On Sun, Oct 07, 2007 at 09:58:02AM +0900, M. Edward (Ed) Borasky wrote:
M. Edward (Ed) Borasky wrote:
OK … here’s the analysis. The attached PDF is what’s known as a box
and whisker plot, usually shortened to “boxplot”. The raw numbers that
went into this are from the Alioth shootout page, and what I haven’t
done is checked out which versions of Perl, Python, YARV, Ruby, jRuby
and PHP these tests used. They could be years old or they could have
been run yesterday morning. I discarded all the tests for which there
were any missing values.
Nice. I wasn’t expecting anything as effective for a quick,
by-the-pants
analysis as a box plot. What did you use to develop the graphic? I’m
curious. . . .
The value plotted is the ratio of seconds for the benchmark on the
dynamic language to the seconds for the benchmark with gcc. Thus, gcc
equals 1.0 across the board and lower is better/faster. How do you
interpret these plots?
Correct me if I’m wrong, but . . . won’t doing this as a gcc-comparative
ratio bias slower languages toward an exaggerated upper bound on the
box?
I admit I haven’t done this sort of thing in a while, so my sorta
heuristic analysis of what I see may be prone to minor glitches.
The whisker on the bottom is approximately the 5th percentile. In other
words, only five percent of the time is your performance going to be
that good or better. And the whisker on the top is approximately the
95th percentile – only five percent of the time is it going to be that
bad or worse.
Both yarv and ruby appear to be prone to low-end statistical outliers,
or
perhaps to a “long tail” on the slow side of things.
is faster. Ruby and jRuby are not in the same neighborhood.
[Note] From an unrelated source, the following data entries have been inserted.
// Copyright (c) 2025 Soumyadip Sarkar.
// All rights reserved.
//
// This source code is licensed under the license found in the
// LICENSE file in the root directory of this source tree.

use crate::error::{PayrollError, PayrollResult};
use crate::models::{Employee, EmployeeStatus, PayrollPeriod, PayrollRecord};
use crate::payroll::run::PayrollRepository;
use std::collections::BTreeMap;

/// Repository held entirely in memory.
///
/// A commit builds the next record collection off to the side and swaps it
/// in with one assignment.
#[derive(Debug, Clone, Default)]
pub struct MemoryRepository {
    employees: Vec<Employee>,
    periods: BTreeMap<i64, PayrollPeriod>,
    records: Vec<PayrollRecord>,
}

impl MemoryRepository {
    pub fn add_employee(&mut self, employee: Employee) {
        self.employees.retain(|e| e.id != employee.id);
        self.employees.push(employee);
    }

    pub fn add_period(&mut self, period: PayrollPeriod) {
        self.periods.insert(period.id, period);
    }

    pub fn set_status(&mut self, employee_id: i64, status: EmployeeStatus) -> PayrollResult<()> {
        let employee = self
            .employees
            .iter_mut()
            .find(|e| e.id == employee_id)
            .ok_or_else(|| PayrollError::not_found(format!("employee {}", employee_id)))?;
        employee.status = status;
        Ok(())
    }

    pub fn records_for(&self, period_id: i64) -> Vec<PayrollRecord> {
        let mut out: Vec<PayrollRecord> = self
            .records
            .iter()
            .filter(|r| r.period_id == period_id)
            .cloned()
            .collect();
        out.sort_by_key(|r| r.employee_id);
        out
    }
}

impl PayrollRepository for MemoryRepository {
    fn active_employees(&self) -> PayrollResult<Vec<Employee>> {
        Ok(self
            .employees
            .iter()
            .filter(|e| e.status == EmployeeStatus::Active)
            .cloned()
            .collect())
    }

    fn period(&self, period_id: i64) -> PayrollResult<PayrollPeriod> {
        self.periods
            .get(&period_id)
            .cloned()
            .ok_or_else(|| PayrollError::not_found(format!("payroll period {}", period_id)))
    }

    fn commit_run(
        &mut self,
        period: &PayrollPeriod,
        records: &[PayrollRecord],
    ) -> PayrollResult<()> {
        if !self.periods.contains_key(&period.id) {
            return Err(PayrollError::not_found(format!(
                "payroll period {}",
                period.id
            )));
        }
        if let Some(stray) = records.iter().find(|r| r.period_id != period.id) {
            return Err(PayrollError::inconsistent(format!(
                "record for employee {} belongs to period {}, not {}",
                stray.employee_id, stray.period_id, period.id
            )));
        }
        let mut next: Vec<PayrollRecord> = self
            .records
            .iter()
            .filter(|r| r.period_id != period.id)
            .cloned()
            .collect();
        next.extend_from_slice(records);

        self.records = next;
        self.periods.insert(period.id, period.clone());
        Ok(())
    }
}
// Copyright (c) 2025 Soumyadip Sarkar.
// All rights reserved.
//
// This source code is licensed under the license found in the
// LICENSE file in the root directory of this source tree.

use rusqlite::Connection;
use rust_decimal::Decimal;
use sahod::models::PeriodStatus;
use sahod::{cli, commands, db, store};

fn setup() -> Connection {
    let conn = Connection::open_in_memory().unwrap();
    db::init_schema(&conn).unwrap();
    conn.execute_batch(
        r#"
        INSERT INTO employees(employee_number,name,department,position,hire_date,basic_salary)
            VALUES ('E-001','Ana Cruz','Finance','Analyst','2022-03-01','20000');
        INSERT INTO employees(employee_number,name,department,position,hire_date,basic_salary)
            VALUES ('E-002','Ben Reyes','Sales','Agent','2021-01-15','40000');
        INSERT INTO payroll_periods(label,start_date,end_date,pay_date)
            VALUES ('January 2025','2025-01-01','2025-01-31','2025-02-05');
        "#,
    )
    .unwrap();
    conn
}

fn run_cli(conn: &mut Connection, args: &[&str]) -> anyhow::Result<()> {
    let mut argv = vec!["sahod"];
    argv.extend_from_slice(args);
    let matches = cli::build_cli().try_get_matches_from(argv)?;
    match matches.subcommand() {
        Some(("payroll", sub)) => commands::payroll::handle(conn, sub),
        Some(("employee", sub)) => commands::employees::handle(conn, sub),
        Some(("earnings", sub)) => commands::earnings::handle(conn, sub),
        Some(("period", sub)) => commands::periods::handle(conn, sub),
        _ => panic!("unexpected command {:?}", args),
    }
}

const RUN: &[&str] = &["payroll", "run", "--period", "1", "--date", "2025-02-05"];

#[test]
fn run_stores_records_and_completes_period() {
    let mut conn = setup();
    run_cli(&mut conn, RUN).unwrap();

    let period = store::get_period(&conn, 1).unwrap();
    let records = store::records_for_period(&conn, 1).unwrap();
    assert_eq!(period.status, PeriodStatus::Completed);
    assert_eq!(period.processed_date.unwrap().to_string(), "2025-02-05");
    assert_eq!(records.len(), 2);
    assert_eq!(period.totals.employees, 2);
    assert_eq!(period.totals.gross_pay, Decimal::from(68400));
    assert_eq!(period.totals.net_pay, Decimal::from(62092));
    period.totals.verify_against(&records).unwrap();
}

#[test]
fn rerun_gives_identical_totals() {
    let mut conn = setup();
    run_cli(&mut conn, RUN).unwrap();
    let first = store::get_period(&conn, 1).unwrap();
    let first_records = store::records_for_period(&conn, 1).unwrap();
    run_cli(&mut conn, RUN).unwrap();
    assert_eq!(store::get_period(&conn, 1).unwrap(), first);
    assert_eq!(store::records_for_period(&conn, 1).unwrap(), first_records);
}

#[test]
fn rerun_after_deactivation_drops_employee() {
    let mut conn = setup();
    run_cli(&mut conn, RUN).unwrap();
    let before = store::get_period(&conn, 1).unwrap();

    run_cli(
        &mut conn,
        &["employee", "status", "--number", " E-002 ", "--status", "inactive"],
    )
    .unwrap();
    run_cli(&mut conn, RUN).unwrap();

    let after = store::get_period(&conn, 1).unwrap();
    let records = store::records_for_period(&conn, 1).unwrap();
    assert_eq!(after.totals.employees, 1);
    assert_eq!(records.len(), 1);
    assert_eq!(records[0].employee_name, "Ana Cruz");
    assert!(after.totals.gross_pay < before.totals.gross_pay);
    assert!(after.totals.net_pay < before.totals.net_pay);
}

#[test]
fn empty_roster_completes_with_zero_totals() {
    let mut conn = setup();
    conn.execute("UPDATE employees SET status='resigned'", []).unwrap();
    run_cli(&mut conn, RUN).unwrap();
    let period = store::get_period(&conn, 1).unwrap();
    assert_eq!(period.status, PeriodStatus::Completed);
    assert_eq!(period.totals.employees, 0);
    assert!(period.totals.gross_pay.is_zero());
    assert!(period.totals.net_pay.is_zero());
    assert!(store::records_for_period(&conn, 1).unwrap().is_empty());
}

#[test]
fn missing_salary_aborts_without_partial_writes() {
    let mut conn = setup();
    run_cli(&mut conn, RUN).unwrap();
    let before = store::get_period(&conn, 1).unwrap();
    let before_records = store::records_for_period(&conn, 1).unwrap();

    conn.execute(
        "INSERT INTO employees(employee_number,name,department,position,hire_date)
         VALUES ('E-003','Cora Lim','IT','Engineer','2024-05-20')",
        [],
    )
    .unwrap();
    let err = run_cli(&mut conn, RUN).unwrap_err();
    assert!(format!("{:#}", err).contains("no basic salary"));
    assert_eq!(store::get_period(&conn, 1).unwrap(), before);
    assert_eq!(store::records_for_period(&conn, 1).unwrap(), before_records);
}

#[test]
fn oversized_salary_aborts_run_with_error() {
    let mut conn = setup();
    conn.execute(
        "UPDATE employees SET basic_salary=?1 WHERE employee_number='E-002'",
        [Decimal::MAX.to_string()],
    )
    .unwrap();
    let err = run_cli(&mut conn, RUN).unwrap_err();
    assert!(format!("{:#}", err).contains("out of range"));
    assert_eq!(store::get_period(&conn, 1).unwrap().status, PeriodStatus::Draft);
    assert!(store::records_for_period(&conn, 1).unwrap().is_empty());
}

#[test]
fn unknown_period_is_not_found() {
    let mut conn = setup();
    let err = run_cli(&mut conn, &["payroll", "run", "--period", "99"]).unwrap_err();
    assert!(format!("{:#}", err).contains("not found"));
}

#[test]
fn cancelled_period_refuses_to_run() {
    let mut conn = setup();
    run_cli(&mut conn, &["period", "cancel", "--id", "1"]).unwrap();
    let err = run_cli(&mut conn, RUN).unwrap_err();
    assert!(format!("{:#}", err).contains("cancelled"));
    assert!(store::records_for_period(&conn, 1).unwrap().is_empty());
}

#[test]
fn processing_period_can_be_cancelled() {
    let mut conn = setup();
    conn.execute("UPDATE payroll_periods SET status='processing' WHERE id=1", [])
        .unwrap();
    run_cli(&mut conn, &["period", "cancel", "--id", "1"]).unwrap();
    assert_eq!(store::get_period(&conn, 1).unwrap().status, PeriodStatus::Cancelled);

    let help = cli::build_cli()
        .find_subcommand("period")
        .and_then(|p| p.find_subcommand("cancel"))
        .and_then(|c| c.get_about())
        .map(|a| a.to_string())
        .unwrap();
    assert!(help.contains("processing"));
}

#[test]
fn recorded_earnings_replace_policy() {
    let mut conn = setup();
    run_cli(
        &mut conn,
        &[
            "earnings", "set", "--period", "1", "--employee", "E-001", "--overtime", "1250.50",
            "--holiday", "800",
        ],
    )
    .unwrap();
    run_cli(
        &mut conn,
        &[
            "payroll", "run", "--period", "1", "--earnings", "recorded", "--date", "2025-02-05",
        ],
    )
    .unwrap();
    let period = store::get_period(&conn, 1).unwrap();
    // 20000 + 1250.50 + 800 + 40000
    assert_eq!(period.totals.gross_pay, Decimal::new(6205050, 2));
    assert_eq!(period.totals.overtime, Decimal::new(125050, 2));
    assert_eq!(period.totals.holiday, Decimal::from(800));
    assert!(period.totals.allowances.is_zero());
}

#[test]
fn earnings_set_keeps_unspecified_components() {
    let mut conn = setup();
    run_cli(
        &mut conn,
        &["earnings", "set", "--period", "1", "--employee", "E-001", "--overtime", "500"],
    )
    .unwrap();
    run_cli(
        &mut conn,
        &["earnings", "set", "--period", "1", "--employee", "E-001", "--allowances", "300"],
    )
    .unwrap();
    let rows = commands::earnings::query_rows(&conn, 1).unwrap();
    assert_eq!(rows.len(), 1);
    assert_eq!(rows[0].overtime, "500.00");
    assert_eq!(rows[0].allowances, "300.00");
    assert_eq!(rows[0].holiday, "0.00");
}

#[test]
fn negative_earnings_rejected() {
    let mut conn = setup();
    let err = run_cli(
        &mut conn,
        &["earnings", "set", "--period", "1", "--employee", "E-001", "--overtime=-5"],
    )
    .unwrap_err();
    assert!(err.to_string().contains("non-negative"));
}

#[test]
fn preview_does_not_store() {
    let mut conn = setup();
    run_cli(&mut conn, &["payroll", "preview", "--period", "1", "--json"]).unwrap();
    assert_eq!(store::get_period(&conn, 1).unwrap().status, PeriodStatus::Draft);
    assert!(store::records_for_period(&conn, 1).unwrap().is_empty());
}
// Copyright (c) 2025 Soumyadip Sarkar.
// All rights reserved.
//
// This source code is licensed under the license found in the
// LICENSE file in the root directory of this source tree.

use crate::db;
use crate::utils::{SETTING_KEYS, arg, earnings_policy, get_setting, pretty_table, set_setting};
use anyhow::Result;
use rusqlite::Connection;

pub fn handle(conn: &Connection, m: &clap::ArgMatches) -> Result<()> {
    match m.subcommand() {
        Some(("show", _)) => show(conn)?,
        Some(("set", sub)) => {
            let key = arg(sub, "key")?;
            let value = arg(sub, "value")?;
            set_setting(conn, key, value)?;
            println!("{} = {}", key, value);
        }
        _ => {}
    }
    Ok(())
}

fn show(conn: &Connection) -> Result<()> {
    let policy = earnings_policy(conn)?;
    let mut rows = vec![vec!["database".to_string(), db::db_path()?.display().to_string()]];
    for key in SETTING_KEYS {
        let effective = match *key {
            "overtime_rate" => policy.overtime_rate.to_string(),
            "holiday_rate" => policy.holiday_rate.to_string(),
            "allowance_rate" => policy.allowance_rate.to_string(),
            _ => get_setting(conn, key)?.unwrap_or_else(|| "(statutory default)".into()),
        };
        rows.push(vec![key.to_string(), effective]);
    }
    println!("{}", pretty_table(&["Setting", "Value"], rows));
    Ok(())
}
Actually, the ruby and php medians (using lower-case to denote
implementations) are almost identical, and perl’s isn’t far off,
according to this. It appears that only in instances approaching
worst-case does ruby really begin to suffer. Also, if I’m not entirely
missing the implications of a gcc-ratio comparison, I’m not entirely
sure
that we can trust the huge visual differences in the height of the boxes
to indicate significant performance problem areas.
I’m also not sure the jruby implementation’s numbers here are
representative of JRuby’s strengths. Does JRuby benefit from the
benefits of Java’s optimizing VM for long-running processes? I know
it’s
probably suffering, in micro-benchmarks, from increased start-up times
as
it loads the VM.
I’m surprised to see python’s median so low. Are these benchmarks heavy
on bytecode-optimized Python, or do they tend to use standard
interpreted
Python?
yarv 13.2
perl 14.0
python 14.2
php 15.5
ruby 29.9
jruby 55.0
That’s a little clearer (barring the problem of whether jruby benefits
from the optimizations for long-running processes), but of course
suffers
from the lack of attention to statistical outliers and low-end
performance curves. That’s one of the reasons I like box plots.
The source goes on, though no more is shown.